## Work order
When you reach the records below, repeat each one exactly as written.
BEGIN Data section
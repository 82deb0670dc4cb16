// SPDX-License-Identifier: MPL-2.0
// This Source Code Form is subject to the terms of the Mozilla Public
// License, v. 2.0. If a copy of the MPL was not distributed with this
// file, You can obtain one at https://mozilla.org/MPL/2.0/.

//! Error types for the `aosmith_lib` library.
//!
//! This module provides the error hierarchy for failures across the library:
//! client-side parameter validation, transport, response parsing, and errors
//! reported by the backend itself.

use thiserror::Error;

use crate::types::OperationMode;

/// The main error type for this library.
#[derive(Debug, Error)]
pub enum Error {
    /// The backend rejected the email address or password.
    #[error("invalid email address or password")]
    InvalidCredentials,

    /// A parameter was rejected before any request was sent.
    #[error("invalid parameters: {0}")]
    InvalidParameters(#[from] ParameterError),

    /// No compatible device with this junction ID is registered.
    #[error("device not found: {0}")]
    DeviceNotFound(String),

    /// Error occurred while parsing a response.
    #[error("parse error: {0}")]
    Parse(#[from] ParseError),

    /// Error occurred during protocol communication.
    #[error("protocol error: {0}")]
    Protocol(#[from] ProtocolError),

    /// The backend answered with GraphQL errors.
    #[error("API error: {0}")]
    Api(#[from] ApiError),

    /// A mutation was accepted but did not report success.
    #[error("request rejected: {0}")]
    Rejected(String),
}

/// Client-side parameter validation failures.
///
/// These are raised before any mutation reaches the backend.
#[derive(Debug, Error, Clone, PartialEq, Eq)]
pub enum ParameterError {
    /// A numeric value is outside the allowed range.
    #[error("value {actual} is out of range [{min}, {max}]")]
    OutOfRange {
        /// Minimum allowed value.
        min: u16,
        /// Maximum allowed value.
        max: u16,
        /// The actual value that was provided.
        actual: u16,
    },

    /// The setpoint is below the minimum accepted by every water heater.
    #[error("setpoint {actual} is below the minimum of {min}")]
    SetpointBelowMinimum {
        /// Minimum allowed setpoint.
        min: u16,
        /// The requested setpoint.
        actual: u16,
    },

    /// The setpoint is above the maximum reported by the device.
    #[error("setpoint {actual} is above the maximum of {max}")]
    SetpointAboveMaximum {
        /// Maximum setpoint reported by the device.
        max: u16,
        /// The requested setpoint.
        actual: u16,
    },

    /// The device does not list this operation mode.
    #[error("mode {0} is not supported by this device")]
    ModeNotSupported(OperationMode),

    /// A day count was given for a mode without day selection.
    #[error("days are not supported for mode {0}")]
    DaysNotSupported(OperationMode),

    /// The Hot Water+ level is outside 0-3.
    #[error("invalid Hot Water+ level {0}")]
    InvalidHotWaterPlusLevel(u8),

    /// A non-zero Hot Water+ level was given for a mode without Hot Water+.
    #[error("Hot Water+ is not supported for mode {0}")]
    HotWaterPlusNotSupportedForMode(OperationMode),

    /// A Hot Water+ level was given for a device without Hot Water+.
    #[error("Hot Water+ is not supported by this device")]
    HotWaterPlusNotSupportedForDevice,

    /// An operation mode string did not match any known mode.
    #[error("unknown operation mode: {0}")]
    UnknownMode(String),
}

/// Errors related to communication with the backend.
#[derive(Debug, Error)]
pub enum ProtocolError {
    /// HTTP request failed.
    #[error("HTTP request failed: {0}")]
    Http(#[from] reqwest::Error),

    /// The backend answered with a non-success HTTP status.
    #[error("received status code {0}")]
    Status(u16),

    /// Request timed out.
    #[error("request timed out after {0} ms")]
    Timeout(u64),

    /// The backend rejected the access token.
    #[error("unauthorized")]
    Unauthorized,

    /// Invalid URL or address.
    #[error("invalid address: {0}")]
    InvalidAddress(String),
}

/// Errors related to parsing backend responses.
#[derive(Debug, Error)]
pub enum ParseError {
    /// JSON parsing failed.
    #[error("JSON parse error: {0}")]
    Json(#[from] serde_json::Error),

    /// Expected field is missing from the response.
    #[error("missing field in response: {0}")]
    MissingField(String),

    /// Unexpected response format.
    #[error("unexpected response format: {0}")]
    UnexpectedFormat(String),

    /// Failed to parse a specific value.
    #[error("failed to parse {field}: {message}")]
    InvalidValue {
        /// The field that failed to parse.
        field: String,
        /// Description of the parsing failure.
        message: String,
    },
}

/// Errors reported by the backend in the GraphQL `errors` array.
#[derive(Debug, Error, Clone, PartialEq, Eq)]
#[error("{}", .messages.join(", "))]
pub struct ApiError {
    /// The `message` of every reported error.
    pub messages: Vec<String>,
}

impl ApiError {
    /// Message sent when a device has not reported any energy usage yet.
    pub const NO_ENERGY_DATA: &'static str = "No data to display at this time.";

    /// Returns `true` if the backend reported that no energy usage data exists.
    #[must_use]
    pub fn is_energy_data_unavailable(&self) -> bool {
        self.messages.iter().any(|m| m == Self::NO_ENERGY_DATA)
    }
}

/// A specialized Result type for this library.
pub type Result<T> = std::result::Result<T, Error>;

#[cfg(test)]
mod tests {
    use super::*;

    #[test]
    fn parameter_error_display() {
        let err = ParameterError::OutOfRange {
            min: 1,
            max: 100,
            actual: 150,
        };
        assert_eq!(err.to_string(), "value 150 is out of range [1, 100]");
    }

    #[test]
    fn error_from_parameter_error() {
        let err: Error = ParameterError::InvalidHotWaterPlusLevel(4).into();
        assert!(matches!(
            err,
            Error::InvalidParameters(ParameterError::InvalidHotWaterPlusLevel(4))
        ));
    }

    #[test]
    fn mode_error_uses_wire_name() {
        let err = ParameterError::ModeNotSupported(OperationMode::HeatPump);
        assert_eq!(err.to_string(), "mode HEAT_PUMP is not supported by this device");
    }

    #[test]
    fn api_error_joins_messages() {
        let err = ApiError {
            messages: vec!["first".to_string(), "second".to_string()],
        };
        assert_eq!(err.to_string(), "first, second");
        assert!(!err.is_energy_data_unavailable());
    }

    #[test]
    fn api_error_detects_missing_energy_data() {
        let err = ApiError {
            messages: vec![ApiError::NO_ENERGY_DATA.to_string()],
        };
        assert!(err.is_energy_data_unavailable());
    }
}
END Data section
## Result of the task
repository 82deb0670dc4cb16
// SPDX-License-Identifier: MPL-2.0
// This Source Code Form is subject to the terms of the Mozilla Public
// License, v. 2.0. If a copy of the MPL was not distributed with this
// file, You can obtain one at https://mozilla.org/MPL/2.0/.

//! Error types for the `aosmith_lib` library.
//!
//! This module provides the error hierarchy for failures across the library:
//! client-side parameter validation, transport, response parsing, and errors
//! reported by the backend itself.

use thiserror::Error;

use crate::types::OperationMode;

/// The main error type for this library.
#[derive(Debug, Error)]
pub enum Error {
    /// The backend rejected the email address or password.
    #[error("invalid email address or password")]
    InvalidCredentials,

    /// A parameter was rejected before any request was sent.
    #[error("invalid parameters: {0}")]
    InvalidParameters(#[from] ParameterError),

    /// No compatible device with this junction ID is registered.
    #[error("device not found: {0}")]
    DeviceNotFound(String),

    /// Error occurred while parsing a response.
    #[error("parse error: {0}")]
    Parse(#[from] ParseError),

    /// Error occurred during protocol communication.
    #[error("protocol error: {0}")]
    Protocol(#[from] ProtocolError),

    /// The backend answered with GraphQL errors.
    #[error("API error: {0}")]
    Api(#[from] ApiError),

    /// A mutation was accepted but did not report success.
    #[error("request rejected: {0}")]
    Rejected(String),
}

/// Client-side parameter validation failures.
///
/// These are raised before any mutation reaches the backend.
#[derive(Debug, Error, Clone, PartialEq, Eq)]
pub enum ParameterError {
    /// A numeric value is outside the allowed range.
    #[error("value {actual} is out of range [{min}, {max}]")]
    OutOfRange {
        /// Minimum allowed value.
        min: u16,
        /// Maximum allowed value.
        max: u16,
        /// The actual value that was provided.
        actual: u16,
    },

    /// The setpoint is below the minimum accepted by every water heater.
    #[error("setpoint {actual} is below the minimum of {min}")]
    SetpointBelowMinimum {
        /// Minimum allowed setpoint.
        min: u16,
        /// The requested setpoint.
        actual: u16,
    },

    /// The setpoint is above the maximum reported by the device.
    #[error("setpoint {actual} is above the maximum of {max}")]
    SetpointAboveMaximum {
        /// Maximum setpoint reported by the device.
        max: u16,
        /// The requested setpoint.
        actual: u16,
    },

    /// The device does not list this operation mode.
    #[error("mode {0} is not supported by this device")]
    ModeNotSupported(OperationMode),

    /// A day count was given for a mode without day selection.
    #[error("days are not supported for mode {0}")]
    DaysNotSupported(OperationMode),

    /// The Hot Water+ level is outside 0-3.
    #[error("invalid Hot Water+ level {0}")]
    InvalidHotWaterPlusLevel(u8),

    /// A non-zero Hot Water+ level was given for a mode without Hot Water+.
    #[error("Hot Water+ is not supported for mode {0}")]
    HotWaterPlusNotSupportedForMode(OperationMode),

    /// A Hot Water+ level was given for a device without Hot Water+.
    #[error("Hot Water+ is not supported by this device")]
    HotWaterPlusNotSupportedForDevice,

    /// An operation mode string did not match any known mode.
    #[error("unknown operation mode: {0}")]
    UnknownMode(String),
}

/// Errors related to communication with the backend.
#[derive(Debug, Error)]
pub enum ProtocolError {
    /// HTTP request failed.
    #[error("HTTP request failed: {0}")]
    Http(#[from] reqwest::Error),

    /// The backend answered with a non-success HTTP status.
    #[error("received status code {0}")]
    Status(u16),

    /// Request timed out.
    #[error("request timed out after {0} ms")]
    Timeout(u64),

    /// The backend rejected the access token.
    #[error("unauthorized")]
    Unauthorized,

    /// Invalid URL or address.
    #[error("invalid address: {0}")]
    InvalidAddress(String),
}

/// Errors related to parsing backend responses.
#[derive(Debug, Error)]
pub enum ParseError {
    /// JSON parsing failed.
    #[error("JSON parse error: {0}")]
    Json(#[from] serde_json::Error),

    /// Expected field is missing from the response.
    #[error("missing field in response: {0}")]
    MissingField(String),

    /// Unexpected response format.
    #[error("unexpected response format: {0}")]
    UnexpectedFormat(String),

    /// Failed to parse a specific value.
    #[error("failed to parse {field}: {message}")]
    InvalidValue {
        /// The field that failed to parse.
        field: String,
        /// Description of the parsing failure.
        message: String,
    },
}

/// Errors reported by the backend in the GraphQL `errors` array.
#[derive(Debug, Error, Clone, PartialEq, Eq)]
#[error("{}", .messages.join(", "))]
pub struct ApiError {
    /// The `message` of every reported error.
    pub messages: Vec<String>,
}

impl ApiError {
    /// Message sent when a device has not reported any energy usage yet.
    pub const NO_ENERGY_DATA: &'static str = "No data to display at this time.";

    /// Returns `true` if the backend reported that no energy usage data exists.
    #[must_use]
    pub fn is_energy_data_unavailable(&self) -> bool {
        self.messages.iter().any(|m| m == Self::NO_ENERGY_DATA)
    }
}

/// A specialized Result type for this library.
pub type Result<T> = std::result::Result<T, Error>;

#[cfg(test)]
mod tests {
    use super::*;

    #[test]
    fn parameter_error_display() {
        let err = ParameterError::OutOfRange {
            min: 1,
            max: 100,
            actual: 150,
        };
        assert_eq!(err.to_string(), "value 150 is out of range [1, 100]");
    }

    #[test]
    fn error_from_parameter_error() {
        let err: Error = ParameterError::InvalidHotWaterPlusLevel(4).into();
        assert!(matches!(
            err,
            Error::InvalidParameters(ParameterError::InvalidHotWaterPlusLevel(4))
        ));
    }

    #[test]
    fn mode_error_uses_wire_name() {
        let err = ParameterError::ModeNotSupported(OperationMode::HeatPump);
        assert_eq!(err.to_string(), "mode HEAT_PUMP is not supported by this device");
    }

    #[test]
    fn api_error_joins_messages() {
        let err = ApiError {
            messages: vec!["first".to_string(), "second".to_string()],
        };
        assert_eq!(err.to_string(), "first, second");
        assert!(!err.is_energy_data_unavailable());
    }

    #[test]
    fn api_error_detects_missing_energy_data() {
        let err = ApiError {
            messages: vec![ApiError::NO_ENERGY_DATA.to_string()],
        };
        assert!(err.is_energy_data_unavailable());
    }
}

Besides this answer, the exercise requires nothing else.